Nod2/Rick-Dependent Beta-Defensin 2 Regulation Is Protective For Nontypeable Haemophilus Influenzae-Induced Middle Ear Infection

Middle ear infection, otitis media (OM), is clinically important due to the high incidence in children and its impact on the development of language and motor coordination. Previously, we have demonstrated that the human middle ear epithelial cells up-regulate beta-defensin 2, a model innate immune molecule, in response to nontypeable Haemophilus influenzae (NTHi), the most common OM pathogen, via TLR2 signaling. NTHi does internalize into the epithelial cells, but its intracellular trafficking and host responses to the internalized NTHi are poorly understood. Here we aimed to determine a role of cytoplasmic pathogen recognition receptors in NTHi-induced beta-defensin 2 regulation and NTHi clearance from the middle ear. Notably, we observed that the internalized NTHi is able to exist freely in the cytoplasm of the human epithelial cells after rupturing the surrounding membrane. The human middle ear epithelial cells inhibited NTHi-induced beta-defensin 2 production by NOD2 silencing but augmented it by NOD2 over-expression. NTHi-induced beta-defensin 2 up-regulation was attenuated by cytochalasin D, an inhibitor of actin polymerization and was enhanced by alpha-hemolysin, a pore-forming toxin. NOD2 silencing was found to block alpha-hemolysin-mediated enhancement of NTHi-induced beta-defensin 2 up-regulation.
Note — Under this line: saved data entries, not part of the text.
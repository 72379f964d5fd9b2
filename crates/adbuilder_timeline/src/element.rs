// SPDX-License-Identifier: MIT OR Apache-2.0
//! Document elements as seen by the animation engine.
//!
//! Elements are owned by the document. The engine only reads their id and
//! rest-state geometry; the type-specific payload is carried through
//! untouched.

use crate::value::{AnimationProperty, Point, PropertyValue};
use serde::{Deserialize, Serialize};
use std::fmt;

/// Opaque element identifier, stable for the element's lifetime
#[derive(Debug, Clone, PartialEq, Eq, Hash, PartialOrd, Ord, Serialize, Deserialize)]
#[serde(transparent)]
pub struct ElementId(pub String);

impl ElementId {
    /// Wrap an identifier
    pub fn new(id: impl Into<String>) -> Self {
        Self(id.into())
    }

    /// Borrow the raw identifier
    pub fn as_str(&self) -> &str {
        &self.0
    }
}

impl fmt::Display for ElementId {
    fn fmt(&self, f: &mut fmt::Formatter<'_>) -> fmt::Result {
        f.write_str(&self.0)
    }
}

impl From<&str> for ElementId {
    fn from(id: &str) -> Self {
        Self::new(id)
    }
}

/// Type-specific element payload
#[derive(Debug, Clone, PartialEq, Serialize, Deserialize)]
#[serde(tag = "type", rename_all = "lowercase", rename_all_fields = "camelCase")]
pub enum ElementKind {
    /// Text block
    Text {
        /// Text content
        text: String,
        /// Font size in pixels
        font_size: f64,
        /// Font family
        #[serde(default, skip_serializing_if = "Option::is_none")]
        font_family: Option<String>,
        /// Fill color
        #[serde(default, skip_serializing_if = "Option::is_none")]
        fill: Option<String>,
    },
    /// Image
    Image {
        /// Image source (URL or data URL)
        src: String,
        /// Fit mode (`cover`, `contain`, `stretch`)
        #[serde(default, skip_serializing_if = "Option::is_none")]
        image_fit: Option<String>,
    },
    /// Clickable button
    Button {
        /// Button label
        label: String,
        /// Click-through URL
        #[serde(default, skip_serializing_if = "Option::is_none")]
        href: Option<String>,
        /// Background color
        #[serde(default, skip_serializing_if = "Option::is_none")]
        fill: Option<String>,
        /// Label color
        #[serde(default, skip_serializing_if = "Option::is_none")]
        text_color: Option<String>,
    },
}

/// A visual element with rest-state geometry
#[derive(Debug, Clone, PartialEq, Serialize, Deserialize)]
pub struct Element {
    /// Element ID
    pub id: ElementId,
    /// Type-specific payload
    #[serde(flatten)]
    pub kind: ElementKind,
    /// Left edge
    pub x: f64,
    /// Top edge
    pub y: f64,
    /// Width
    pub width: f64,
    /// Height
    pub height: f64,
    /// Rotation in degrees
    #[serde(default, skip_serializing_if = "Option::is_none")]
    pub rotation: Option<f64>,
    /// Opacity
    #[serde(default, skip_serializing_if = "Option::is_none")]
    pub opacity: Option<f64>,
}

impl Element {
    /// Create an element with default rotation and opacity
    pub fn new(id: impl Into<ElementId>, kind: ElementKind, x: f64, y: f64, width: f64, height: f64) -> Self {
        Self {
            id: id.into(),
            kind,
            x,
            y,
            width,
            height,
            rotation: None,
            opacity: None,
        }
    }

    /// Create a text element
    pub fn text(id: impl Into<ElementId>, text: impl Into<String>) -> Self {
        Self::new(
            id,
            ElementKind::Text {
                text: text.into(),
                font_size: 28.0,
                font_family: None,
                fill: Some("#111".to_string()),
            },
            40.0,
            40.0,
            200.0,
            60.0,
        )
    }

    /// Create an image element
    pub fn image(id: impl Into<ElementId>, src: impl Into<String>) -> Self {
        Self::new(
            id,
            ElementKind::Image { src: src.into(), image_fit: None },
            40.0,
            40.0,
            200.0,
            60.0,
        )
    }

    /// Create a button element
    pub fn button(id: impl Into<ElementId>, label: impl Into<String>) -> Self {
        Self::new(
            id,
            ElementKind::Button {
                label: label.into(),
                href: None,
                fill: Some("#2563eb".to_string()),
                text_color: Some("#fff".to_string()),
            },
            40.0,
            40.0,
            160.0,
            48.0,
        )
    }

    /// Rest-state value of a property (used when it has no keyframes)
    pub fn rest_value(&self, property: AnimationProperty) -> PropertyValue {
        self.rest_state().get(property)
    }

    /// Rest-state visual attributes
    pub fn rest_state(&self) -> VisualState {
        VisualState {
            x: self.x,
            y: self.y,
            width: self.width,
            height: self.height,
            rotation: self.rotation.unwrap_or(0.0),
            opacity: self.opacity.unwrap_or(1.0),
            scale: 1.0,
        }
    }
}

/// The attributes the renderer writes for an element
#[derive(Debug, Clone, Copy, PartialEq)]
pub struct VisualState {
    /// Left edge
    pub x: f64,
    /// Top edge
    pub y: f64,
    /// Unscaled width
    pub width: f64,
    /// Unscaled height
    pub height: f64,
    /// Rotation in degrees
    pub rotation: f64,
    /// Opacity
    pub opacity: f64,
    /// Uniform scale multiplier
    pub scale: f64,
}

impl VisualState {
    /// Read one property
    pub fn get(&self, property: AnimationProperty) -> PropertyValue {
        match property {
            AnimationProperty::Position => PropertyValue::Position(Point::new(self.x, self.y)),
            AnimationProperty::Width => PropertyValue::Width(self.width),
            AnimationProperty::Height => PropertyValue::Height(self.height),
            AnimationProperty::Rotation => PropertyValue::Rotation(self.rotation),
            AnimationProperty::Opacity => PropertyValue::Opacity(self.opacity),
            AnimationProperty::Scale => PropertyValue::Scale(self.scale),
        }
    }

    /// Write one property
    pub fn set(&mut self, value: PropertyValue) {
        match value {
            PropertyValue::Position(p) => {
                self.x = p.x;
                self.y = p.y;
            }
            PropertyValue::Width(v) => self.width = v,
            PropertyValue::Height(v) => self.height = v,
            PropertyValue::Rotation(v) => self.rotation = v,
            PropertyValue::Opacity(v) => self.opacity = v,
            PropertyValue::Scale(v) => self.scale = v,
        }
    }

    /// Rendered size, width and height multiplied by scale
    pub fn effective_size(&self) -> (f64, f64) {
        (self.width * self.scale, self.height * self.scale)
    }

    /// Component-wise comparison within `eps`
    pub fn approx_eq(&self, other: &VisualState, eps: f64) -> bool {
        self.max_distance(other) <= eps
    }

    /// Largest per-property difference; positions compare per axis
    pub fn max_distance(&self, other: &VisualState) -> f64 {
        AnimationProperty::ALL
            .iter()
            .map(|p| self.get(*p).distance(&other.get(*p)))
            .fold(0.0, f64::max)
    }

    /// Copy of `element` with these attributes applied, scale folded into the size
    pub fn apply_to(&self, element: &Element) -> Element {
        let (width, height) = self.effective_size();
        Element {
            x: self.x,
            y: self.y,
            width,
            height,
            rotation: Some(self.rotation),
            opacity: Some(self.opacity),
            ..element.clone()
        }
    }
}

#[cfg(test)]
mod tests {
    use super::*;

    #[test]
    fn test_rest_state_defaults() {
        let el = Element::text("a", "Hello");
        let rest = el.rest_state();
        assert_eq!(rest.rotation, 0.0);
        assert_eq!(rest.opacity, 1.0);
        assert_eq!(rest.scale, 1.0);
        assert_eq!(el.rest_value(AnimationProperty::Position), PropertyValue::Position(Point::new(40.0, 40.0)));
    }

    #[test]
    fn test_apply_folds_scale_into_size() {
        let el = Element::button("b", "Buy");
        let mut state = el.rest_state();
        state.set(PropertyValue::Scale(2.0));
        let scaled = state.apply_to(&el);
        assert_eq!(scaled.width, 320.0);
        assert_eq!(scaled.height, 96.0);
        assert_eq!(scaled.kind, el.kind);
    }

    #[test]
    fn test_max_distance_picks_largest_component() {
        let el = Element::text("a", "Hello");
        let rest = el.rest_state();
        let mut moved = rest;
        moved.set(PropertyValue::Position(Point::new(43.0, 40.5)));
        moved.set(PropertyValue::Opacity(0.75));

        assert_eq!(rest.max_distance(&rest), 0.0);
        assert_eq!(rest.max_distance(&moved), 3.0);
        assert!(rest.approx_eq(&moved, 3.0));
        assert!(!rest.approx_eq(&moved, 2.9));
    }

    #[test]
    fn test_element_json_layout() {
        let json = r#"{
            "id": "x1", "type": "text", "text": "Sale", "fontSize": 32,
            "x": 10, "y": 20, "width": 100, "height": 40, "opacity": 0.5,
            "visible": true, "layerGroupId": null, "layerOrder": 0
        }"#;
        let el: Element = serde_json::from_str(json).unwrap();
        assert_eq!(el.id, ElementId::new("x1"));
        assert_eq!(el.opacity, Some(0.5));
        assert!(matches!(el.kind, ElementKind::Text { font_size, .. } if font_size == 32.0));

        let out = serde_json::to_value(&el).unwrap();
        assert_eq!(out["type"], "text");
        assert_eq!(out["fontSize"], 32.0);
    }

    #[test]
    fn test_approx_eq() {
        let a = Element::image("i", "a.png").rest_state();
        let mut b = a;
        b.x += 1e-9;
        assert!(a.approx_eq(&b, 1e-6));
        b.opacity = 0.2;
        assert!(!a.approx_eq(&b, 1e-6));
    }
}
NOD2 deficiency appeared to reduce inflammatory reactions in response to intratympanic inoculation of NTHi and inhibit NTHi clearance from the middle ear. Taken together, our findings suggest that a cytoplasmic release of internalized NTHi is involved in the pathogenesis of NTHi infections, and NOD2-mediated beta-defensin 2 regulation contributes to the protection against NTHi-induced otitis media.